On Thursday, September 22, the United Nations staged a “high-level meeting” at UN headquarters in New York to commemorate the tenth anniversary of the 2001 UN World Conference Against Racism and the historic Durban Declaration And Programme Of Action (DDPA) that emerged.
Furthermore, a Barbados Government delegation participated in the “high-level meeting”, and Minister of Culture Stephen Lashley used the opportunity to renew the call for “reparations” for Africans and people of African descent that is embedded in the DDPA.
The People’s Empowerment Party (PEP) was extremely pleased to learn of this development.
Many Barbadians may be aware that the PEP is the only political party that dealt with the issue of “reparations” in its 2008 general election manifesto. Indeed, on Page 16 of our manifesto, we pledged to “pursue the quest for reparations for the people of Africa and the African diaspora through the United Nation system”.
But it is not surprising that the issue of reparations – compensation for the damage done to us during the long centuries of slavery – constituted one of the planks of the PEP’s general election platform, since the president of the PEP, the vice-president Mr Bobby Clarke, and many senior members of the party possess long histories of involvement in the issue of reparations.
Indeed, one wonders if Minister Stephen Lashley is aware that the reparations components of the said DDPA that he journeyed all the way to New York to speak so eloquently about, are, to a significant extent, the product of the work of the PEP president.
Mr Lashley and his Democratic Labour Party colleagues need to be reminded that the then Barabados Labour Party (BLP)-led Government played a leading role in the entire process of the UN World Conference Against Racism during the period 1999 to 2001. But the BLP administration was only able to do so because it practised a “politics of inclusion” that enabled it to bring on board such personalities as Dr George Belle, Professor Hilary Beckles and Mr David Comissiong, to lend their knowledge and skills to the Barbados Government delegation at the world conference.
By all reports, Mr Lashley made a strident call at the high-level meeting for what he described as “meaningful and innovative reparations”. This is all well and good, but if Mr Lashley was really serious about the issue of reparations and had taken the time to consult the PEP, he would have learnt that if one is to be successful in pushing the issue of reparations, one has to go beyond making eloquent “calls”, and to get down to the hard work of building a coalition of nations that will take ownership of the issue at the UN.
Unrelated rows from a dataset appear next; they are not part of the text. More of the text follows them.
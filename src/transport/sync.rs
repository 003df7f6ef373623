use crate::Error;

/// Blocking request/response exchange with the bank.
pub trait Transport {
    /// Send one message and return the reply.
    fn send(&self, message: &str) -> Result<String, Error>;
}

impl<F> Transport for F
where
    F: Fn(&str) -> Result<String, Error>,
{
    fn send(&self, message: &str) -> Result<String, Error> {
        self(message)
    }
}

#[cfg(test)]
mod tests {
    use super::*;

    #[test]
    fn test_closure_transport() {
        let transport = |message: &str| -> Result<String, Error> { Ok(format!("echo {message}")) };

        assert_eq!(transport.send("HNHBK").unwrap(), "echo HNHBK");
    }

    #[test]
    fn test_closure_transport_failure() {
        let transport = |_: &str| -> Result<String, Error> { Err(Error::Transport("connection refused".into())) };

        assert!(transport.send("HNHBK").unwrap_err().is_transport());
    }
}
//! Connection details and dialog options supplied by the caller.

use std::fmt::Debug;
use std::sync::{Arc, RwLock};

use serde::{Deserialize, Deserializer, Serialize, Serializer};

use crate::pagination::DEFAULT_MAX_PAGES;
use crate::responses::ScaCodes;
use crate::Error;

/// Default HBCI version (FinTS 3.0).
pub const DEFAULT_HBCI_VERSION: u32 = 300;

/// Country code used in bank identifications (Germany).
pub const COUNTRY_CODE: &str = "280";

/// Customer system id shared between dialogs that use the same bank login.
///
/// The id is assigned by the bank during synchronization. Clones share the same
/// cell, so every dialog created from one [ConnectionDetails] sees the id once any
/// of them has synchronized.
#[derive(Clone, Default)]
pub struct SharedSystemId(Arc<RwLock<Option<String>>>);

impl SharedSystemId {
    pub fn new(system_id: Option<String>) -> Self {
        SharedSystemId(Arc::new(RwLock::new(system_id)))
    }

    /// Current system id, if the connection has been synchronized.
    pub fn get(&self) -> Result<Option<String>, Error> {
        Ok(self.0.read()?.clone())
    }

    pub fn set(&self, system_id: impl Into<String>) -> Result<(), Error> {
        *self.0.write()? = Some(system_id.into());
        Ok(())
    }

    pub fn clear(&self) -> Result<(), Error> {
        *self.0.write()? = None;
        Ok(())
    }
}

impl Debug for SharedSystemId {
    fn fmt(&self, f: &mut std::fmt::Formatter<'_>) -> std::fmt::Result {
        match self.0.read() {
            Ok(value) => write!(f, "SharedSystemId({:?})", *value),
            Err(_) => write!(f, "SharedSystemId(<poisoned>)"),
        }
    }
}

impl Serialize for SharedSystemId {
    fn serialize<S: Serializer>(&self, serializer: S) -> Result<S::Ok, S::Error> {
        let value = self.get().map_err(serde::ser::Error::custom)?;
        value.serialize(serializer)
    }
}

impl<'de> Deserialize<'de> for SharedSystemId {
    fn deserialize<D: Deserializer<'de>>(deserializer: D) -> Result<Self, D::Error> {
        Ok(SharedSystemId::new(Option::<String>::deserialize(deserializer)?))
    }
}

/// Login and account data for one bank connection.
///
/// Owned by the caller and reused across dialogs so that the customer system id
/// obtained by synchronization is not requested again.
#[derive(Clone, Default, Serialize, Deserialize)]
#[serde(default)]
pub struct ConnectionDetails {
    /// FinTS endpoint of the bank.
    pub url: String,
    /// German bank code (Bankleitzahl).
    pub bank_code: String,
    pub bic: String,
    pub user_id: String,
    /// Customer id, if the bank distinguishes it from the user id.
    pub customer_id: Option<String>,
    #[serde(skip_serializing)]
    pub pin: String,
    pub account: String,
    pub iban: String,
    /// Name of the account holder, used as debtor/creditor in SEPA documents.
    pub account_holder: String,
    pub hbci_version: u32,
    /// Customer system id written back after synchronization.
    #[serde(rename = "customer_system_id")]
    pub system_id: SharedSystemId,
}

impl ConnectionDetails {
    /// Effective customer id.
    pub fn customer_id(&self) -> &str {
        self.customer_id.as_deref().unwrap_or(&self.user_id)
    }

    /// Effective HBCI version, defaulting to FinTS 3.0.
    pub fn hbci_version(&self) -> u32 {
        if self.hbci_version == 0 {
            DEFAULT_HBCI_VERSION
        } else {
            self.hbci_version
        }
    }

    /// Cached customer system id.
    pub fn customer_system_id(&self) -> Result<Option<String>, Error> {
        self.system_id.get()
    }
}

impl Debug for ConnectionDetails {
    fn fmt(&self, f: &mut std::fmt::Formatter<'_>) -> std::fmt::Result {
        f.debug_struct("ConnectionDetails")
            .field("url", &self.url)
            .field("bank_code", &self.bank_code)
            .field("bic", &self.bic)
            .field("user_id", &self.user_id)
            .field("customer_id", &self.customer_id)
            .field("pin", &"***")
            .field("account", &self.account)
            .field("iban", &self.iban)
            .field("account_holder", &self.account_holder)
            .field("hbci_version", &self.hbci_version())
            .field("system_id", &self.system_id)
            .finish()
    }
}

/// Tunables for the dialog engine.
#[derive(Debug, Clone, Serialize, Deserialize)]
#[serde(default)]
pub struct DialogOptions {
    /// Product registration id issued by the Deutsche Kreditwirtschaft.
    pub product_id: String,
    pub product_version: String,
    /// Upper bound on statement pages followed through continuation cursors.
    pub max_pages: usize,
    /// Return codes that announce a strong customer authentication challenge.
    pub sca_codes: ScaCodes,
    /// Preferred TAN procedure (security function). When unset the first two-step
    /// procedure allowed by the bank is used, falling back to one-step `999`.
    pub tan_procedure: Option<String>,
    /// Name of the TAN medium to announce in TAN requests, if the bank requires one.
    pub tan_medium: Option<String>,
    /// Run operations in an anonymous dialog: no synchronization, no PIN and no
    /// signature segments. Only useful for operations the bank offers without login.
    pub anonymous: bool,
}

impl Default for DialogOptions {
    fn default() -> Self {
        DialogOptions {
            product_id: String::from("FINTSRS"),
            product_version: String::from(env!("CARGO_PKG_VERSION")),
            max_pages: DEFAULT_MAX_PAGES,
            sca_codes: ScaCodes::default(),
            tan_procedure: None,
            tan_medium: None,
            anonymous: false,
        }
    }
}

#[cfg(test)]
mod tests {
    use super::*;

    #[test]
    fn test_clones_share_system_id() {
        let details = ConnectionDetails {
            user_id: "user".into(),
            ..Default::default()
        };
        let other = details.clone();

        assert_eq!(details.customer_system_id().unwrap(), None);
        other.system_id.set("SYS123").unwrap();
        assert_eq!(details.customer_system_id().unwrap(), Some("SYS123".to_string()));

        details.system_id.clear().unwrap();
        assert_eq!(other.customer_system_id().unwrap(), None);
    }

    #[test]
    fn test_customer_id_defaults_to_user_id() {
        let mut details = ConnectionDetails {
            user_id: "user".into(),
            ..Default::default()
        };
        assert_eq!(details.customer_id(), "user");

        details.customer_id = Some("customer".into());
        assert_eq!(details.customer_id(), "customer");
    }

    #[test]
    fn test_hbci_version_default() {
        let details = ConnectionDetails::default();
        assert_eq!(details.hbci_version(), DEFAULT_HBCI_VERSION);
    }

    #[test]
    fn test_debug_redacts_pin() {
        let details = ConnectionDetails {
            pin: "secret".into(),
            ..Default::default()
        };
        let debug = format!("{details:?}");

        assert!(!debug.contains("secret"));
        assert!(debug.contains("***"));
    }

    #[test]
    fn test_default_options() {
        let options = DialogOptions::default();

        assert_eq!(options.max_pages, 100);
        assert!(options.sca_codes.contains("0030"));
        assert!(options.tan_procedure.is_none());
        assert!(!options.anonymous);
    }
}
There are several experienced and knowledgeable pan-Africanists in Barbados who could assist the current Democratic Labour Party (DLP) administration in dealing with the complexities of the DDPA. But the possibility of Government benefiting from such expertise will only become apparent to this DLP administration if and when it opens itself up to the legitimacy and valuableness of a “politics of inclusion”.
One of the reasons Barbados has made so little progress over the past three and a half years is because our newly elected and inexperienced political rulers have been so jealous of their newfound power and positions, that they have excluded or held at a distance all those who do not belong to their little DLP in-group.
This is no way to run a small developing country like Barbados!